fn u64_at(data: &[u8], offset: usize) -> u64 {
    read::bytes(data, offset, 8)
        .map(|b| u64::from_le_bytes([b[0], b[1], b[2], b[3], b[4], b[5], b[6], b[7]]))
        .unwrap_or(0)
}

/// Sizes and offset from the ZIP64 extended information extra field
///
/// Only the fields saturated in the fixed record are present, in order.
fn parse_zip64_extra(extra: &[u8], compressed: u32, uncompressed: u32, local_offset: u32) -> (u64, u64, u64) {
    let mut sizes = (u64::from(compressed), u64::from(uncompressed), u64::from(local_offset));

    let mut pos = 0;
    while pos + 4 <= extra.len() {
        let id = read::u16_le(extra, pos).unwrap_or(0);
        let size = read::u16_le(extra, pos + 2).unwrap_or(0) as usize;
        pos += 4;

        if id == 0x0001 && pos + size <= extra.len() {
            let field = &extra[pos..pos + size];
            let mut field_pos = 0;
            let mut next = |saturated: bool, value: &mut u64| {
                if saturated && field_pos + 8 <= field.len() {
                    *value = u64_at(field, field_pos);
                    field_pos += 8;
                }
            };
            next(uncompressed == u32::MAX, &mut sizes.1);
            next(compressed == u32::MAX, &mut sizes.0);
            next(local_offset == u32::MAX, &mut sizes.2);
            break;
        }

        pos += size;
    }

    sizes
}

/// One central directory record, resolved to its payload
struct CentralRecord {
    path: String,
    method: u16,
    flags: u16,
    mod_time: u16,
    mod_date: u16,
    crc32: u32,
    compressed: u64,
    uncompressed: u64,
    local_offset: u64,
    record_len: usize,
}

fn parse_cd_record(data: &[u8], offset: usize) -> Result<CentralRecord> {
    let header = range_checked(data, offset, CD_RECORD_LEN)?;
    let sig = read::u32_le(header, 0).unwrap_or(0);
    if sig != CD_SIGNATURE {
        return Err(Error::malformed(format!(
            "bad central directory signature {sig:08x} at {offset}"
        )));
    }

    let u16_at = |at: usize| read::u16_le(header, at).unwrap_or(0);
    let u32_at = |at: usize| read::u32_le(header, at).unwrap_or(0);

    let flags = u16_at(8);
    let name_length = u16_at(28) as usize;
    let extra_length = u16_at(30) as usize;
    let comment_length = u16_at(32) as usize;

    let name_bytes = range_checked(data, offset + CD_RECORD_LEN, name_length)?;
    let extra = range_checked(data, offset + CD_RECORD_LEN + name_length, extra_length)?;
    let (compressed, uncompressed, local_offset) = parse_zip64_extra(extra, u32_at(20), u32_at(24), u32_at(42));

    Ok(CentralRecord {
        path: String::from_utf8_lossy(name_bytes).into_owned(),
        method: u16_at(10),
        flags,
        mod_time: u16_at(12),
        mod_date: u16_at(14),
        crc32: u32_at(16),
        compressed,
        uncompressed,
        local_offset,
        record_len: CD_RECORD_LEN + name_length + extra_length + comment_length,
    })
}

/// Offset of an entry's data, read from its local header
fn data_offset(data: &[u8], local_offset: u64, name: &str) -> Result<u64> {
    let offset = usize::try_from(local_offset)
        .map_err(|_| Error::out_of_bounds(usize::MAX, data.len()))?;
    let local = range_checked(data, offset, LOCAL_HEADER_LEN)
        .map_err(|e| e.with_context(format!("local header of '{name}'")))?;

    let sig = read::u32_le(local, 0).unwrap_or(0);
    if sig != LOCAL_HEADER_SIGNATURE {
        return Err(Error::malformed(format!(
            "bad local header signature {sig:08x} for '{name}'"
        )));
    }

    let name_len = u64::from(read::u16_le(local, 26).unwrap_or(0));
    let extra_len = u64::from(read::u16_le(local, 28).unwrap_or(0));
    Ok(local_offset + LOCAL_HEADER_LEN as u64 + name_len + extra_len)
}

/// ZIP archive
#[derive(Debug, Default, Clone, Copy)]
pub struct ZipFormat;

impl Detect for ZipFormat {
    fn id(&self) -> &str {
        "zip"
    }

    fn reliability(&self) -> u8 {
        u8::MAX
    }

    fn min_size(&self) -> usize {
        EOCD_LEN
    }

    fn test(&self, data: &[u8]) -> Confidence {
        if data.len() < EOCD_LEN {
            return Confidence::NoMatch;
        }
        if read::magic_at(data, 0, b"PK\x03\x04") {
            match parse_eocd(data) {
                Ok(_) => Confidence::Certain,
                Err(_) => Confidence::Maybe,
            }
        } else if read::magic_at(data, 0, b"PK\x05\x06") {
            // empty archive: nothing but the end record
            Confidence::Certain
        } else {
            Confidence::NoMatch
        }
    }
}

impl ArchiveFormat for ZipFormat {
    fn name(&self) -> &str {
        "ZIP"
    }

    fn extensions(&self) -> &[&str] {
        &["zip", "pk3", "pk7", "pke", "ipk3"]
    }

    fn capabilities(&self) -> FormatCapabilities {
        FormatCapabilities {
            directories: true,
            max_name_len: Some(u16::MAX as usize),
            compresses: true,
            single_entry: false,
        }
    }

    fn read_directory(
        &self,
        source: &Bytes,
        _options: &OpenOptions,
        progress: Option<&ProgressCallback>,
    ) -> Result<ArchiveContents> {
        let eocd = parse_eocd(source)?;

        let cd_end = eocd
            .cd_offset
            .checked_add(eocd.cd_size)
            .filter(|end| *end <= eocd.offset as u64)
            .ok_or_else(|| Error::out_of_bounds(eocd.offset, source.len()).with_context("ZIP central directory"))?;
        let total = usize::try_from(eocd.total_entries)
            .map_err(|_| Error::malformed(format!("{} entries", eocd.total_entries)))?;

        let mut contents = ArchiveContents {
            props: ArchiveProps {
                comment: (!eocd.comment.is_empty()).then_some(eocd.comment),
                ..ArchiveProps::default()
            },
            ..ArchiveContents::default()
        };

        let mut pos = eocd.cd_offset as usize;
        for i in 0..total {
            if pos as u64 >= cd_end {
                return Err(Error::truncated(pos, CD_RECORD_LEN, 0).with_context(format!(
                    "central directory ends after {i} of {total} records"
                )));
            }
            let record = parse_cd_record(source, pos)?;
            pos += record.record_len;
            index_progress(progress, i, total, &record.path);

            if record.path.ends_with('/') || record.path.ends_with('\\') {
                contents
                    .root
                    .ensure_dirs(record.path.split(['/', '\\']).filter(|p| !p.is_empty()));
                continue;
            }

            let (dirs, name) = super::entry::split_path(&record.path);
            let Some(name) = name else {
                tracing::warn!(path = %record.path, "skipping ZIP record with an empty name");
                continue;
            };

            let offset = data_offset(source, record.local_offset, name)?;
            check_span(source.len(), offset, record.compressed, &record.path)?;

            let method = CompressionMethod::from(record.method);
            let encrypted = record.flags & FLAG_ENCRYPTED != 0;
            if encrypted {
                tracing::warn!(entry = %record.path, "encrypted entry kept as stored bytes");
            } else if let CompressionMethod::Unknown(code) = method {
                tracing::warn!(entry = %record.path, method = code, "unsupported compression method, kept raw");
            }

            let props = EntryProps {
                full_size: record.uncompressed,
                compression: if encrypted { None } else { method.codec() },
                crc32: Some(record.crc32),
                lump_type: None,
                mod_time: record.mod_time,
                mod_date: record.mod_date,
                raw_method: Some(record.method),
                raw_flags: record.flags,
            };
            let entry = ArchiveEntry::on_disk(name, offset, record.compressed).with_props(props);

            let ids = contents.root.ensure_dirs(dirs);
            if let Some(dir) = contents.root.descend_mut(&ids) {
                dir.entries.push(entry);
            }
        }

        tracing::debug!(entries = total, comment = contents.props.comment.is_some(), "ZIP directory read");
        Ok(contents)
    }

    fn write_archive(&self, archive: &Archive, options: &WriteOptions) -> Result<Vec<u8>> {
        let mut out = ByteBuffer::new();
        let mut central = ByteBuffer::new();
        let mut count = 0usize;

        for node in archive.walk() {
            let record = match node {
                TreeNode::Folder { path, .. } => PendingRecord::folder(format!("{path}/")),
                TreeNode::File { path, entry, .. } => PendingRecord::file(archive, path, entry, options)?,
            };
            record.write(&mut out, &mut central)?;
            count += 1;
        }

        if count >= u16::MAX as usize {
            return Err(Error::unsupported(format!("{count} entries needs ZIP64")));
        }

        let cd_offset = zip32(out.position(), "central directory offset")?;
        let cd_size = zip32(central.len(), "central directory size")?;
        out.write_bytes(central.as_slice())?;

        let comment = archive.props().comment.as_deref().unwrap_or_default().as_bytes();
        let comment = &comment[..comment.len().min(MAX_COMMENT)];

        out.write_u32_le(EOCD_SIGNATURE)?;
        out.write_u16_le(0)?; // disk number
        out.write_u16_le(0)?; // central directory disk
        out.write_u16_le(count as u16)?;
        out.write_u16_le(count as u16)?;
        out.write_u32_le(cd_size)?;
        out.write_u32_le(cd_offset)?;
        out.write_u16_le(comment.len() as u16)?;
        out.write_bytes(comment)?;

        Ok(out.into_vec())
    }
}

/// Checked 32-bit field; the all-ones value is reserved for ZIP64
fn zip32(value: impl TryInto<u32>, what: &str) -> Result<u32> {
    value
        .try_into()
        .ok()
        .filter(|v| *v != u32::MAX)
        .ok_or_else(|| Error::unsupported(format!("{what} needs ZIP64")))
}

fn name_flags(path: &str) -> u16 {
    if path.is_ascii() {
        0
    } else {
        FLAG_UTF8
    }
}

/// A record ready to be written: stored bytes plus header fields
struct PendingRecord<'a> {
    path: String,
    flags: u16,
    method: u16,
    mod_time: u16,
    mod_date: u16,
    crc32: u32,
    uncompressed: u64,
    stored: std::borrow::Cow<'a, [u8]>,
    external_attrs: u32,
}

▶ _What the task asks_:
If a line in the data holds the string "encrypted", copy that line.

▶ _Answer_:
            let encrypted = record.flags & FLAG_ENCRYPTED != 0;
            if encrypted {
                tracing::warn!(entry = %record.path, "encrypted entry kept as stored bytes");
                compression: if encrypted { None } else { method.codec() },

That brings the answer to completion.